On November 1, 1952, the United States tested its first hydrogen bomb. Joint Task Force 132 was designated by President Harry S. Truman as responsible for OPERATION IVY. The task force included Army, Navy, and Air Force components plus numerous distinguished scientists. Task Force 132 began preparing Eniwetok for testing in March of 1952. More than nine thousand military personnel and two thousand civilians had moved into the area, living either on board ships or on surrounding islands. The sea adjacent to the atoll contained one aircraft carrier and four destroyers. The first hydrogen bomb was prepared by the Atomic Energy Commission and the Defense Department aboard a naval ship heading toward Eniwetok. More than eighty aircraft were kept on alert nearby for transport and for aerial testing by the Air Force. It was seemingly easy for the task force to decide where to carry out this mammoth test as the United States had used the Eniwetok Atoll for several years prior to the detonation of the world's first hydrogen bomb.
Eniwetok Atoll is part of the Marshall Islands in the South Pacific. Before World War I, Germany had control of the land and surrounding waters. The Japanese captured the islands in 1914, and as a result, the League of Nations mandated the area to Japan in 1920. However, during World War II, United States forces captured the entire island group. It remained an American possession for over forty years after World War II, until the Marshall Islands became independent in 1986.
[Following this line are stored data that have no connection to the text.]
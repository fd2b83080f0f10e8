//! A1 references and `sqref` lists, 0-indexed internally.

use std::fmt;

use serde::{Deserialize, Serialize};
use thiserror::Error;

pub const EXCEL_MAX_ROWS: u32 = 1_048_576;
pub const EXCEL_MAX_COLS: u32 = 16_384;

#[derive(Copy, Clone, Debug, PartialEq, Eq, Error)]
pub enum A1ParseError {
    #[error("empty cell reference")]
    Empty,
    #[error("cell reference has no column letters")]
    MissingColumn,
    #[error("cell reference has no row number")]
    MissingRow,
    #[error("column out of range")]
    InvalidColumn,
    #[error("row out of range")]
    InvalidRow,
    #[error("unexpected characters after the row number")]
    TrailingCharacters,
}

/// One cell. `CellRef::new(0, 0)` (the default) is `A1`.
#[derive(
    Copy, Clone, Debug, Default, PartialEq, Eq, Hash, PartialOrd, Ord, Serialize, Deserialize,
)]
pub struct CellRef {
    pub row: u32,
    pub col: u32,
}

impl CellRef {
    pub const fn new(row: u32, col: u32) -> Self {
        Self { row, col }
    }

    pub fn to_a1(self) -> String {
        self.to_string()
    }

    /// Accepts absolute markers (`$B$2`) and lowercase letters.
    pub fn from_a1(a1: &str) -> Result<Self, A1ParseError> {
        let text = a1.trim();
        if text.is_empty() {
            return Err(A1ParseError::Empty);
        }
        let text = text.strip_prefix('$').unwrap_or(text);
        let split = text
            .find(|c: char| !c.is_ascii_alphabetic())
            .unwrap_or(text.len());
        let (letters, rest) = text.split_at(split);
        if letters.is_empty() {
            return Err(A1ParseError::MissingColumn);
        }
        let digits = rest.strip_prefix('$').unwrap_or(rest);
        if digits.is_empty() {
            return Err(A1ParseError::MissingRow);
        }
        if !digits.bytes().all(|b| b.is_ascii_digit()) {
            return Err(if digits.starts_with(|c: char| c.is_ascii_digit()) {
                A1ParseError::TrailingCharacters
            } else {
                A1ParseError::MissingRow
            });
        }

        let col = name_to_col(letters)?;
        let row = match digits.parse::<u32>() {
            Ok(row) if (1..=EXCEL_MAX_ROWS).contains(&row) => row - 1,
            _ => return Err(A1ParseError::InvalidRow),
        };
        Ok(Self { row, col })
    }
}

impl fmt::Display for CellRef {
    fn fmt(&self, f: &mut fmt::Formatter<'_>) -> fmt::Result {
        write!(f, "{}{}", col_to_name(self.col), self.row + 1)
    }
}

/// Inclusive rectangle with `start` at the top-left corner.
#[derive(Copy, Clone, Debug, PartialEq, Eq, Hash, Serialize, Deserialize)]
pub struct Range {
    pub start: CellRef,
    pub end: CellRef,
}

impl Range {
    /// Corners may be given in any order.
    pub fn new(a: CellRef, b: CellRef) -> Self {
        Self {
            start: CellRef::new(a.row.min(b.row), a.col.min(b.col)),
            end: CellRef::new(a.row.max(b.row), a.col.max(b.col)),
        }
    }

    pub fn is_single_cell(&self) -> bool {
        self.start == self.end
    }

    /// Same columns, last row moved to `end_row`.
    pub fn with_end_row(self, end_row: u32) -> Self {
        Range::new(self.start, CellRef::new(end_row, self.end.col))
    }

    pub fn from_a1(a1: &str) -> Result<Self, A1ParseError> {
        let (first, second) = match a1.trim().split_once(':') {
            Some((first, second)) => (first, second),
            None => (a1, a1),
        };
        Ok(Range::new(CellRef::from_a1(first)?, CellRef::from_a1(second)?))
    }
}

impl fmt::Display for Range {
    fn fmt(&self, f: &mut fmt::Formatter<'_>) -> fmt::Result {
        write!(f, "{}", self.start)?;
        if !self.is_single_cell() {
            write!(f, ":{}", self.end)?;
        }
        Ok(())
    }
}

/// `"A1:A10 C2"` -> two ranges. Runs of whitespace are tolerated.
pub fn parse_sqref(sqref: &str) -> Result<Vec<Range>, A1ParseError> {
    sqref.split_whitespace().map(Range::from_a1).collect()
}

pub fn format_sqref(ranges: &[Range]) -> String {
    ranges
        .iter()
        .map(Range::to_string)
        .collect::<Vec<_>>()
        .join(" ")
}

/// `0 -> "A"`, `27 -> "AB"`.
pub fn col_to_name(col: u32) -> String {
    let mut letters = Vec::new();
    let mut n = col + 1;
    while n > 0 {
        n -= 1;
        letters.push(char::from(b'A' + (n % 26) as u8));
        n /= 26;
    }
    letters.iter().rev().collect()
}

fn name_to_col(letters: &str) -> Result<u32, A1ParseError> {
    let number = letters.bytes().try_fold(0u32, |acc, b| {
        let digit = u32::from(b.to_ascii_uppercase() - b'A') + 1;
        acc.checked_mul(26)
            .and_then(|acc| acc.checked_add(digit))
            .ok_or(A1ParseError::InvalidColumn)
    })?;
    match number {
        1..=EXCEL_MAX_COLS => Ok(number - 1),
        _ => Err(A1ParseError::InvalidColumn),
    }
}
Eniwetok consists of forty small islets and atolls, spread out into the shape of an oval ring. The ring measures twenty miles long and ten miles wide with two entrances into the center lagoon. This site had been used for nuclear weapons testing since 1947. Testing included OPERATION SANDSTONE, three atomic bombs that were detonated during April and May of 1948. Although World War II had ended, the Cold War was heating up. Therefore, on January 31, 1950, President Truman ordered the Atomic Energy Commission to continue its work on all forms of nuclear weapons, including the so-called hydrogen or super-bomb. Hydrogen bombs are a type of nuclear weapon. The hydrogen bomb derived its name from the use of thermonuclear explosive devices using hydrogen isotopes.
OPERATION IVY consisted of two tests: Codename "Mike," on November 1, 1952, and Codename "King" on November 15. Mike was the first full-scale hydrogen explosive device to be tested. H-hour for the Mike bomb was at 7:15 on the morning of November 1 (October 31 in the continental U.S. time zone). Mike was carried out within the specific, set-apart, Pacific Proving Grounds. The task force chose one of Eniwetok's smaller islands, Elugelab, for Mike as that little outcrop of coral and sand was the greatest distance away from the large atoll island, Parry, the technical and scientific base. At least five hundred scientific stations, spread out over thirty islands, helped measure and analyze this first test of the hydrogen bomb.
Mike was detonated remotely, from the control ship Estes, thirty miles away from ground zero. The three-mile wide fire ball reached 57,000 feet in ninety seconds. One minute later it reached 108,000 feet and ultimately reached 120,000 feet. The mushroom cloud spread out 100 miles across. The yield was 10.4 Megatons (equivalent to 10.4 million tons of TNT), the first "megaton-yield" explosion to occur. The radius of the blast was ten times that of an atomic explosion and 1,000 times as powerful as an atomic blast. Mike's destructive blast, more than three megatons, contained as much force as that in the combined weight of all bombs dropped on Germany and Japan in World War II.
The island was completely vaporized. The crater that was left behind was 6,240 feet across and 164 feet deep. Atomic Energy Commission Chairman Gordon Dean summarized the results for the new President, Dwight D. Eisenhower: "the island of Elugelab is missing!"
OPERATION IVY was the first of many hydrogen bomb tests. Spurred on by the Cold War, the United States was attempting to create nuclear weapons that improved upon those used at Nagasaki and Hiroshima. Through the combined efforts of the U. S. Army, Navy, and Air Force, and expert scientists, this mission was accomplished.